EL CINE, MUDO

EL CINE, MUDO

por - Ensayos
06 Jul, 2019 07:03 | comentarios
En este breve texto, el autor se pregunta por la recurrente falta del presente en el documental realizado en Argentina.

(Este texto fue leído el primero de junio de este año en la mesa “¿Por qué documentar?” de la Muestra Internacional de Cine Documental realizada en la provincia de Santa Fe)

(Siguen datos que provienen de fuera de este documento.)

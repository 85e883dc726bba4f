//! Document categorization
//!
//! Prompting, strict reply validation, name sanitization and the
//! retry-with-correction engine built on top of them.

pub mod engine;
pub mod prompt;
pub mod sanitize;
pub mod validation;

pub use engine::{
    AttemptError, CategorizationEngine, CategorizeError, SummarizeError, FALLBACK_TITLE, MAX_ATTEMPTS,
    MAX_SUMMARY_ROUNDS,
};
pub use prompt::ConversationHistory;
pub use sanitize::{sanitize_category, sanitize_filename, SANITIZE_FALLBACK};
pub use validation::{clean_json, parse_and_validate, AnalysisResult, ValidationError};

La pregunta que nos convoca parece puramente retórica, de respuesta evidente en un presente que tiende a archivarlo todo, pero creo que por eso mismo se la puede invertir. No me refiero a preguntarse por los problemas del memorialismo y la necesidad de olvido como parte de todo proceso de memoria, porque creo que ese no es nuestro problema aquí y ahora: En un país que ni siquiera cuenta con una cinemateca propia, no podemos sino reivindicar la necesidad de preservar nuestra memoria audiovisual. Entonces, la pregunta  que quisiera devolverles es ¿Por qué no documentar? O bien, más precisamente ¿por qué el cine argentino rehúye tanto a documentar, no solo el pasado sino también el presente (ese pasado de las generaciones que vendrán)? Para esto es necesario trazar también la relación entre documental y ficción, a menudo vistos como mundos separados, pero que tienen una relación indisoluble en la historia del cine.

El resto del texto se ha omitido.